Open AccessThe non-benzodiazepine anxiolytic etifoxine limits mechanical allodynia and anxiety-like symptoms in a mouse model of streptozotocin-induced diabetic neuropathy
Author(s) -
Géraldine Gazzo,
Marlene Salgado Ferrer,
Pierrick Poisbeau
Publication year - 2021
Publication title -
plos one
Language(s) - English
Resource type - Journals
SCImago Journal Rank - 0.99
H-Index - 332
ISSN - 1932-6203
DOI - 10.1371/journal.pone.0248092
Subject(s) - neuroactive steroid , anxiolytic , neuropathic pain , medicine , gabaa receptor , pharmacology , diabetic neuropathy , analgesic , allodynia , hyperalgesia , allopregnanolone , benzodiazepine , diabetes mellitus , endocrinology , receptor , nociception
More than 450 million people worldwide suffer from diabetes, or 1 in 11 people.
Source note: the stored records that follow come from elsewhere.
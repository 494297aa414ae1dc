//! # Undo/Redo History
//!
//! Snapshot history over whole templates.
//!
//! ## Design
//!
//! - Every committed state is a full copy of the template plus the selection
//! - `present` is the state the editor shows; `past` and `future` hold
//!   snapshots on either side of it
//! - Committing a new state clears `future`
//! - `past` is capped at `max_levels`; the oldest snapshot is dropped first
//! - Committing a template equal to `present` records nothing
//!
//! ## Example
//!
//! ```rust,ignore
//! let mut history = History::new();
//! history.commit(Snapshot::new(template.clone(), Selection::None));
//! history.commit(Snapshot::new(edited, selection));
//!
//! let previous = history.undo().unwrap();
//! let edited_again = history.redo().unwrap();
//! ```

use crate::selection::Selection;
use mailforge_document::Template;
use std::collections::VecDeque;

/// Default number of undo levels
pub const DEFAULT_MAX_LEVELS: usize = 50;

/// One point in the edit history
#[derive(Debug, Clone, PartialEq)]
pub struct Snapshot {
    pub template: Template,
    pub selection: Selection,
}

impl Snapshot {
    pub fn new(template: Template, selection: Selection) -> Self {
        Self {
            template,
            selection,
        }
    }
}

#[derive(Debug, Clone)]
pub struct History {
    /// Older states (most recent last)
    past: VecDeque<Snapshot>,

    present: Option<Snapshot>,

    /// Undone states (next redo last)
    future: Vec<Snapshot>,

    /// Maximum number of undo levels (0 = unlimited)
    max_levels: usize,
}

impl History {
    pub fn new() -> Self {
        Self::with_max_levels(DEFAULT_MAX_LEVELS)
    }

    pub fn with_max_levels(max_levels: usize) -> Self {
        Self {
            past: VecDeque::new(),
            present: None,
            future: Vec::new(),
            max_levels,
        }
    }

    /// Record `snapshot` as the new present state
    ///
    /// The first commit only seeds `present`. Returns `false` when the
    /// template is unchanged, in which case only the stored selection moves.
    pub fn commit(&mut self, snapshot: Snapshot) -> bool {
        let Some(present) = self.present.as_mut() else {
            self.present = Some(snapshot);
            return false;
        };

        if present.template == snapshot.template {
            present.selection = snapshot.selection;
            return false;
        }

        let previous = std::mem::replace(present, snapshot);
        self.past.push_back(previous);
        self.future.clear();

        if self.max_levels > 0 {
            while self.past.len() > self.max_levels {
                self.past.pop_front();
            }
        }

        true
    }

    /// Step back one state, returning the snapshot that becomes present
    pub fn undo(&mut self) -> Option<&Snapshot> {
        let previous = self.past.pop_back()?;
        if let Some(current) = self.present.replace(previous) {
            self.future.push(current);
        }
        self.present.as_ref()
    }

    /// Step forward one state, returning the snapshot that becomes present
    pub fn redo(&mut self) -> Option<&Snapshot> {
        let next = self.future.pop()?;
        if let Some(current) = self.present.replace(next) {
            self.past.push_back(current);
        }
        self.present.as_ref()
    }

    pub fn can_undo(&self) -> bool {
        !self.past.is_empty()
    }

    pub fn can_redo(&self) -> bool {
        !self.future.is_empty()
    }

    pub fn undo_levels(&self) -> usize {
        self.past.len()
    }

    pub fn redo_levels(&self) -> usize {
        self.future.len()
    }

    pub fn max_levels(&self) -> usize {
        self.max_levels
    }

    pub fn present(&self) -> Option<&Snapshot> {
        self.present.as_ref()
    }

    /// Replace the selection stored with the present state
    pub fn reselect(&mut self, selection: Selection) {
        if let Some(present) = self.present.as_mut() {
            present.selection = selection;
        }
    }

    /// Forget everything, including the present state
    pub fn clear(&mut self) {
        self.past.clear();
        self.future.clear();
        self.present = None;
    }
}

impl Default for History {
    fn default() -> Self {
        Self::new()
    }
}

#[cfg(test)]
mod tests {
    use super::*;

    fn named(name: &str) -> Snapshot {
        let mut template = Template::new();
        template.name = name.to_string();
        Snapshot::new(template, Selection::None)
    }

    #[test]
    fn test_first_commit_seeds_present() {
        let mut history = History::new();
        assert!(!history.commit(named("a")));
        assert!(!history.can_undo());
        assert_eq!(history.present().unwrap().template.name, "a");
    }

    #[test]
    fn test_undo_redo() {
        let mut history = History::new();
        history.commit(named("a"));
        history.commit(named("b"));
        history.commit(named("c"));

        assert_eq!(history.undo().unwrap().template.name, "b");
        assert_eq!(history.undo().unwrap().template.name, "a");
        assert!(history.undo().is_none());
        assert_eq!(history.present().unwrap().template.name, "a");

        assert_eq!(history.redo().unwrap().template.name, "b");
        assert_eq!(history.redo_levels(), 1);
    }

    #[test]
    fn test_commit_clears_future() {
        let mut history = History::new();
        history.commit(named("a"));
        history.commit(named("b"));
        history.undo();
        assert!(history.can_redo());

        history.commit(named("c"));
        assert!(!history.can_redo());
        assert_eq!(history.undo_levels(), 1);
    }

    #[test]
    fn test_max_levels() {
        let mut history = History::with_max_levels(3);
        history.commit(named("0"));
        for i in 1..=10 {
            history.commit(named(&i.to_string()));
        }

        assert_eq!(history.undo_levels(), 3);
        let mut oldest = String::new();
        while let Some(snapshot) = history.undo() {
            oldest = snapshot.template.name.clone();
        }
        assert_eq!(oldest, "7");
    }

    #[test]
    fn test_identical_commit_updates_selection_only() {
        let mut history = History::new();
        let first = named("a");
        history.commit(first.clone());

        let reselected = Snapshot::new(first.template.clone(), Selection::section("s1"));
        assert!(!history.commit(reselected));
        assert!(!history.can_undo());
        assert_eq!(
            history.present().unwrap().selection,
            Selection::section("s1")
        );
    }
}
//! Error types for storage and import

use thiserror::Error;

#[derive(Error, Debug)]
pub enum StorageError {
    #[error("IO error: {0}")]
    Io(#[from] std::io::Error),

    #[error("Serialization error: {0}")]
    Serde(#[from] serde_json::Error),

    #[error("Invalid storage key: {0}")]
    InvalidKey(String),
}

pub type StorageResult<T> = Result<T, StorageError>;

/// Why an imported file was rejected
#[derive(Error, Debug, Clone, PartialEq, Eq)]
pub enum ImportError {
    #[error("Not valid JSON: {0}")]
    InvalidJson(String),

    #[error("Missing required field: {0}")]
    MissingField(&'static str),

    #[error("Malformed template: {0}")]
    Malformed(String),
}
fn duplicate_section(section: &Section, ids: &mut IdGenerator) -> Section {
    let id = ids.new_id();
    Section {
        id,
        name: copy_name(&section.name),
        visible: section.visible,
        locked: section.locked,
        properties: section.properties.clone(),
        rows: section
            .rows
            .iter()
            .map(|row| duplicate_row(row, ids))
            .collect(),
    }
}

impl Command {
    /// View this command targets
    pub fn view(&self) -> ViewMode {
        match self {
            Command::AddSection { view, .. }
            | Command::RemoveSection { view, .. }
            | Command::UpdateSection { view, .. }
            | Command::MoveSection { view, .. }
            | Command::DuplicateSection { view, .. }
            | Command::ToggleSectionVisibility { view, .. }
            | Command::ToggleSectionLock { view, .. }
            | Command::AddRow { view, .. }
            | Command::RemoveRow { view, .. }
            | Command::UpdateRow { view, .. }
            | Command::MoveRow { view, .. }
            | Command::DuplicateRow { view, .. }
            | Command::ToggleRowVisibility { view, .. }
            | Command::ToggleRowLock { view, .. }
            | Command::AddComponentToSection { view, .. }
            | Command::AddComponentToColumn { view, .. }
            | Command::AddRowTemplate { view, .. }
            | Command::RemoveComponent { view, .. }
            | Command::UpdateComponent { view, .. }
            | Command::MoveComponent { view, .. }
            | Command::DuplicateComponent { view, .. }
            | Command::ToggleComponentVisibility { view, .. }
            | Command::ToggleComponentLock { view, .. } => *view,
        }
    }

    /// Debug name for logging
    pub fn name(&self) -> &'static str {
        match self {
            Command::AddSection { .. } => "AddSection",
            Command::RemoveSection { .. } => "RemoveSection",
            Command::UpdateSection { .. } => "UpdateSection",
            Command::MoveSection { .. } => "MoveSection",
            Command::DuplicateSection { .. } => "DuplicateSection",
            Command::ToggleSectionVisibility { .. } => "ToggleSectionVisibility",
            Command::ToggleSectionLock { .. } => "ToggleSectionLock",
            Command::AddRow { .. } => "AddRow",
            Command::RemoveRow { .. } => "RemoveRow",
            Command::UpdateRow { .. } => "UpdateRow",
            Command::MoveRow { .. } => "MoveRow",
            Command::DuplicateRow { .. } => "DuplicateRow",
            Command::ToggleRowVisibility { .. } => "ToggleRowVisibility",
            Command::ToggleRowLock { .. } => "ToggleRowLock",
            Command::AddComponentToSection { .. } => "AddComponentToSection",
            Command::AddComponentToColumn { .. } => "AddComponentToColumn",
            Command::AddRowTemplate { .. } => "AddRowTemplate",
            Command::RemoveComponent { .. } => "RemoveComponent",
            Command::UpdateComponent { .. } => "UpdateComponent",
            Command::MoveComponent { .. } => "MoveComponent",
            Command::DuplicateComponent { .. } => "DuplicateComponent",
            Command::ToggleComponentVisibility { .. } => "ToggleComponentVisibility",
            Command::ToggleComponentLock { .. } => "ToggleComponentLock",
        }
    }

    fn apply_to(
        &self,
        template: &mut Template,
        ids: &mut IdGenerator,
    ) -> Result<SelectionEffect, NoopReason> {
        let view = template.view_mut(self.view());

        match self {
            Command::AddSection { at_index, .. } => {
                let count = view.sections.len();
                let section = Section {
                    id: ids.new_id(),
                    name: format!("Section {}", count + 1),
                    visible: true,
                    locked: false,
                    properties: defaults::new_section_properties(),
                    rows: Vec::new(),
                };
                let selection = Selection::section(&section.id);
                let index = at_index.map_or(count, |index| index.min(count));
                view.sections.insert(index, section);
                Ok(SelectionEffect::Select(selection))
            }

            Command::RemoveSection { section_id, .. } => {
                locate_section(view, section_id, Guard::Node)?;
                view.sections.retain(|s| s.id != *section_id);
                Ok(SelectionEffect::Keep)
            }

            Command::UpdateSection {
                section_id, patch, ..
            } => {
                let section = locate_section(view, section_id, Guard::Node)?;
                let updated = patch.apply_to_section(section)?;
                replace_if_changed(section, updated)?;
                Ok(SelectionEffect::Keep)
            }

            Command::MoveSection {
                section_id,
                new_index,
                ..
            } => {
                locate_section(view, section_id, Guard::Node)?;
                let from = view
                    .sections
                    .iter()
                    .position(|s| s.id == *section_id)
                    .ok_or_else(|| NoopReason::SectionNotFound(section_id.clone()))?;
                move_within(&mut view.sections, from, *new_index)?;
                Ok(SelectionEffect::Keep)
            }

            Command::DuplicateSection { section_id, .. } => {
                let index = view
                    .sections
                    .iter()
                    .position(|s| s.id == *section_id)
                    .ok_or_else(|| NoopReason::SectionNotFound(section_id.clone()))?;
                let copy = duplicate_section(&view.sections[index], ids);
                let selection = Selection::section(&copy.id);
                view.sections.insert(index + 1, copy);
                Ok(SelectionEffect::Select(selection))
            }

            Command::ToggleSectionVisibility { section_id, .. } => {
                let section = locate_section(view, section_id, Guard::Node)?;
                section.visible = !section.visible;
                Ok(SelectionEffect::Keep)
            }

            Command::ToggleSectionLock { section_id, .. } => {
                let section = locate_section(view, section_id, Guard::Free)?;
                section.locked = !section.locked;
                Ok(SelectionEffect::Keep)
            }

            Command::AddRow { section_id, .. } => {
                let section = locate_section(view, section_id, Guard::Node)?;
                let row = Row {
                    id: ids.new_id(),
                    name: format!("Row {}", section.rows.len() + 1),
                    visible: true,
                    locked: false,
                    properties: defaults::new_row_properties(),
                    components: Vec::new(),
                };
                let selection = Selection::row(section_id, &row.id);
                section.rows.push(row);
                Ok(SelectionEffect::Select(selection))
            }

            Command::RemoveRow {
                section_id, row_id, ..
            } => {
                locate_row(view, section_id, row_id, Guard::Node)?;
                let section = locate_section(view, section_id, Guard::Free)?;
                section.rows.retain(|r| r.id != *row_id);
                Ok(SelectionEffect::Keep)
            }

            Command::UpdateRow {
                section_id,
                row_id,
                patch,
                ..
            } => {
                let row = locate_row(view, section_id, row_id, Guard::Node)?;
                let updated = patch.apply_to_row(row)?;
                replace_if_changed(row, updated)?;
                Ok(SelectionEffect::Keep)
            }

            Command::MoveRow {
                section_id,
                row_id,
                new_index,
                ..
            } => {
                locate_row(view, section_id, row_id, Guard::Node)?;
                let section = locate_section(view, section_id, Guard::Free)?;
                let from = section
                    .rows
                    .iter()
                    .position(|r| r.id == *row_id)
                    .ok_or_else(|| NoopReason::RowNotFound(row_id.clone()))?;
                move_within(&mut section.rows, from, *new_index)?;
                Ok(SelectionEffect::Keep)
            }

            Command::DuplicateRow {
                section_id, row_id, ..
            } => {
                locate_row(view, section_id, row_id, Guard::Container)?;
                let section = locate_section(view, section_id, Guard::Free)?;
                let index = section
                    .rows
                    .iter()
                    .position(|r| r.id == *row_id)
                    .ok_or_else(|| NoopReason::RowNotFound(row_id.clone()))?;
                let copy = duplicate_row(&section.rows[index], ids);
                let selection = Selection::row(section_id, &copy.id);
                section.rows.insert(index + 1, copy);
                Ok(SelectionEffect::Select(selection))
            }

            Command::ToggleRowVisibility {
                section_id, row_id, ..
            } => {
                let row = locate_row(view, section_id, row_id, Guard::Node)?;
                row.visible = !row.visible;
                Ok(SelectionEffect::Keep)
            }

            Command::ToggleRowLock {
                section_id, row_id, ..
            } => {
                let row = locate_row(view, section_id, row_id, Guard::Free)?;
                row.locked = !row.locked;
                Ok(SelectionEffect::Keep)
            }

            Command::AddComponentToSection {
                section_id,
                component_type,
                ..
            } => {
                let section = locate_section(view, section_id, Guard::Node)?;
                let component = new_component(ids, *component_type, 0, 1);
                let row = Row {
                    id: ids.new_id(),
                    name: format!("Row {}", section.rows.len() + 1),
                    visible: true,
                    locked: false,
                    properties: defaults::wrapper_row_properties(),
                    components: vec![component],
                };
                let selection =
                    Selection::component(section_id, &row.id, &row.components[0].id);
                section.rows.push(row);
                Ok(SelectionEffect::Select(selection))
            }

            Command::AddComponentToColumn {
                section_id,
                row_id,
                column_index,
                component_type,
                ..
            } => {
                let row = locate_row(view, section_id, row_id, Guard::Node)?;
                let component = new_component(
                    ids,
                    *component_type,
                    *column_index,
                    row.components.len() + 1,
                );
                let selection = Selection::component(section_id, row_id, &component.id);
                row.components.push(component);
                Ok(SelectionEffect::Select(selection))
            }

            Command::AddRowTemplate {
                section_id, preset, ..
            } => {
                let section = locate_section(view, section_id, Guard::Node)?;
                let row = preset.instantiate(ids, section.rows.len());
                let selection = Selection::row(section_id, &row.id);
                section.rows.push(row);
                Ok(SelectionEffect::Select(selection))
            }

            Command::RemoveComponent {
                section_id,
                row_id,
                component_id,
                ..
            } => {
                locate_component(view, section_id, row_id, component_id, Guard::Node)?;
                let row = locate_row(view, section_id, row_id, Guard::Free)?;
                row.components.retain(|c| c.id != *component_id);
                Ok(SelectionEffect::Keep)
            }

            Command::UpdateComponent {
                section_id,
                row_id,
                component_id,
                patch,
                ..
            } => {
                let component =
                    locate_component(view, section_id, row_id, component_id, Guard::Node)?;
                let updated = patch.apply_to_component(component)?;
                replace_if_changed(component, updated)?;
                Ok(SelectionEffect::Keep)
            }

            Command::MoveComponent {
                section_id,
                row_id,
                component_id,
                new_index,
                ..
            } => {
                locate_component(view, section_id, row_id, component_id, Guard::Node)?;
                let row = locate_row(view, section_id, row_id, Guard::Free)?;
                let from = row
                    .components
                    .iter()
                    .position(|c| c.id == *component_id)
                    .ok_or_else(|| NoopReason::ComponentNotFound(component_id.clone()))?;
                move_within(&mut row.components, from, *new_index)?;
                Ok(SelectionEffect::Keep)
            }

            Command::DuplicateComponent {
                section_id,
                row_id,
                component_id,
                ..
            } => {
                let original =
                    locate_component(view, section_id, row_id, component_id, Guard::Container)?;
                let copy = duplicate_component(original, ids);
                let selection = Selection::component(section_id, row_id, &copy.id);
                let row = locate_row(view, section_id, row_id, Guard::Free)?;
                row.components.push(copy);
                Ok(SelectionEffect::Select(selection))
            }

            Command::ToggleComponentVisibility {
                section_id,
                row_id,
                component_id,
                ..
            } => {
                let component =
                    locate_component(view, section_id, row_id, component_id, Guard::Node)?;
                component.visible = !component.visible;
                Ok(SelectionEffect::Keep)
            }

            Command::ToggleComponentLock {
                section_id,
                row_id,
                component_id,
                ..
            } => {
                let component =
                    locate_component(view, section_id, row_id, component_id, Guard::Free)?;
                component.locked = !component.locked;
                Ok(SelectionEffect::Keep)
            }
        }
    }
}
Chronic hyperglycemia degrades patients’ quality of life and the development of neuropathic pain contributes to the burden of this disease. In this study, we used the mouse model of streptozocin-induced diabetic type 1 neuropathy to assess the analgesic potential of etifoxine. Etifoxine is a prescribed anxiolytic that increases GABAAA receptor function through a direct positive allosteric modulation effect and, indirectly, by stimulating the production of endogenous GABAA receptor positive modulators such as allopregnanolone-type neurosteroids. We show that a post-symptomatic or preventive treatment strongly and durably reduces mechanical hyperalgesia and anxiety in diabetic neuropathic mice. This analgesic and neuroprotective effect on painful symptoms and emotional comorbidities is promising and should now be clinically evaluated.